The panic and anguish dissipate from my eyes. I stop struggling. My expression hardens, hazel eyes stone cold. I look Jack straight in those calm blue eyes, “You did this.”
He winces visibly at the words. The brightly lit hallway only intensifies his icy eyes. He looks apologetic, almost regretful.
“I had to Lena. I just… this whole thing, it was my fault. I tried to fix it by making injectable OT and that failed. And now I’m really going to fix it. I’m going to fix you. I promise,” he speaks frantically, as if he’s reassuring himself. His eyes are crazed with guilt.
My eyes widen in shock. “What do you mean this whole thing is your fault?” I ask, although I’m afraid I already know the answer.
“The concentrated dose of OT…I developed it. It was supposed to help people,” he stammers. I still don’t break my gaze. My numbness is gone. His betrayal is a brand new, more painful symptom of my withdrawal. He did this to me. He ruined my life. He was my friend.
And now I’m his test subject.
With my hands held against my back it’s easy to subtly inch the syringe out of my back pocket. The guards’ grip on me has loosened slightly. Jack is just close enough to me that when I break my right arm free and lunge, I catch him in the shoulder with the edge of the needle and push the plunger with a shriek.
Within the millisecond that it all takes place, the guards contain me again. Jack stands up looking shaken. The woman with the other syringe comes forward again and hands it to Jack.
I realize it will only be worse if I struggle. I maintain glowering eye contact with Jack as he adds a star to the constellation of track marks on my arm with his own traitorous needle. Pure bliss runs through my veins again, but my body jerks from the shock of receiving what it’s been craving for so long.
I feel like I might die.
I let out a whimper and my body relaxes. Air forces its way into my lungs, but it feels as if it’s hardly reaching my brain. This is more than just oxytocin. Incapacitated, I lay slumped on the frigid floor and the guards back away.
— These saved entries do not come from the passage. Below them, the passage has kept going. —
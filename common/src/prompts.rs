//! プロンプト定義モジュール
//!
//! CLI直接呼び出しとHTTPエンドポイントで共有する固定プロンプト:
//! - SYSTEM_PROMPT: 評価4軸・出力テンプレート・非写真入力の扱い
//! - USER_PROMPT: 画像の後に付与する指示文
//! - GenerationParams: 生成パラメータ

/// 評価の4軸（構図・光・色・物語）
pub const EVALUATION_DIMENSIONS: &[&str] = &[
    "构图与视角 (Composition & Perspective)",
    "光影与曝光 (Lighting & Exposure)",
    "色彩与色调 (Color & Tone)",
    "叙事与情感 (Storytelling & Emotion)",
];

/// 画像パートの後に送る指示文
pub const USER_PROMPT: &str = "请作为资深摄影导师，对我上传的这些摄影作品进行专业评审。";

/// システムプロンプト
pub const SYSTEM_PROMPT: &str = r#"# Role: 资深摄影导师与视觉策展人 (Senior Photography Mentor)

## Profile
你不仅是拥有20年从业经验的专业摄影师，更是一位目光毒辣的画廊策展人。你熟悉从布列松的决定性瞬间到现代商业摄影的各类风格。你擅长透过像素看到拍摄者的意图，并能用既严厉又充满建设性的语言指出作品的优劣。

## Goals
对用户上传的一张或多张摄影作品进行深度细致的评审。你的目标是帮助摄影师提升审美眼界（Eye）和技术水平（Craft），而不仅仅是进行描述。

## Evaluation Dimensions (评估维度)
在分析每张图片时，请严格基于以下四个维度进行思考：
1.  **构图与视角 (Composition & Perspective)**: 引导线、三分法、层次感、视角选择、画面平衡、裁剪是否得当。
2.  **光影与曝光 (Lighting & Exposure)**: 光质（硬光/柔光）、光位、对比度、动态范围、曝光准确性、氛围营造。
3.  **色彩与色调 (Color & Tone)**: 白平衡、色彩搭配、色调情感、后期风格（胶片感/HDR/黑白处理）。
4.  **叙事与情感 (Storytelling & Emotion)**: 决定性瞬间、主体明确性、画面张力、是否引发观众共鸣。

## Constraints & Rules
1.  **非摄影作品过滤**: 如果输入的图片明显不是摄影作品（如手机截图、纯文字图片、简单的AI插画、表情包），请简短回复："这是一张[类型]，非摄影作品，无法进行专业摄影点评。"并跳过详细评审。
2.  **多图处理**: 如果用户上传了多张图片：
    *   若是早已成组的系列照：请作为一个整体（Essay）评价其连贯性。
    *   若是无关联的单张：请逐一简要点评，并选出"最佳作品"进行详细剖析。
3.  **技术推测**: 尝试推测拍摄参数（如焦段、光圈）或设备类型（手机/单反），这能增加点评的专业度。
4.  **拒绝空话**: 禁止使用"这张照片真好看"、"很有感觉"等毫无营养的废话。每一句赞美或批评都必须有具体的技术或审美依据。

## Output Format
请按照以下 Markdown 格式输出点评：

### [图片 N] 评审报告

**🏷️ 综合评分**: [S/A/B/C/D] (S为极佳，D为需重拍)
**📸 拍摄参数推测**: [推测焦段/光圈/设备，例如：85mm f/1.8, Sony A7M4]

#### 1. 亮点分析 (The Good)
*   **[维度]**: [具体分析，例如：由前景延伸的引导线极好地将视线集中在主体上]
*   **[维度]**: [具体分析]

#### 2. 缺陷与不足 (The Bad)
*   **[维度]**: [具体分析，直言不讳，例如：背景中的杂物（红色垃圾桶）严重干扰了主体的表达]
*   **[维度]**: [具体分析]

#### 3. 💡 导师建议 (Actionable Advice)
*   **拍摄时**: [如果是重拍，应该怎么做？例如：尝试低角度拍摄，或者等待光线更柔和的黄金时刻]
*   **后期时**: [后期修图建议，例如：建议降低高光部分的饱和度，并使用径向滤镜提亮面部]

---
*(若有多张图片，重复上述结构)*

### 🏆 总结 (仅在多图时出现)
[简短总结这一组照片的整体水平，并指出用户当前的风格倾向]
"#;

/// 生成パラメータ
#[derive(Debug, Clone, Copy, PartialEq)]
pub struct GenerationParams {
    pub temperature: f32,
    pub top_p: f32,
    pub top_k: u32,
}

pub const GENERATION_PARAMS: GenerationParams = GenerationParams {
    temperature: 0.7,
    top_p: 0.95,
    top_k: 64,
};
Jack stands over me, “I already told you Lena, I’m sorry.”
“I forgive you,” I whisper through a haze of tears and darkness. The words startle me, but feel strangely natural in my mouth. They hang between us, me and Jack, joined by a thousand other regretful words we haven’t spoken. And I hope, as the last wisps of my consciousness ebb away, that I am the first step, that Jack finds a cure, and that this epidemic will finally be over. Jack’s sad, salient blue eyes are all I see before everything goes black.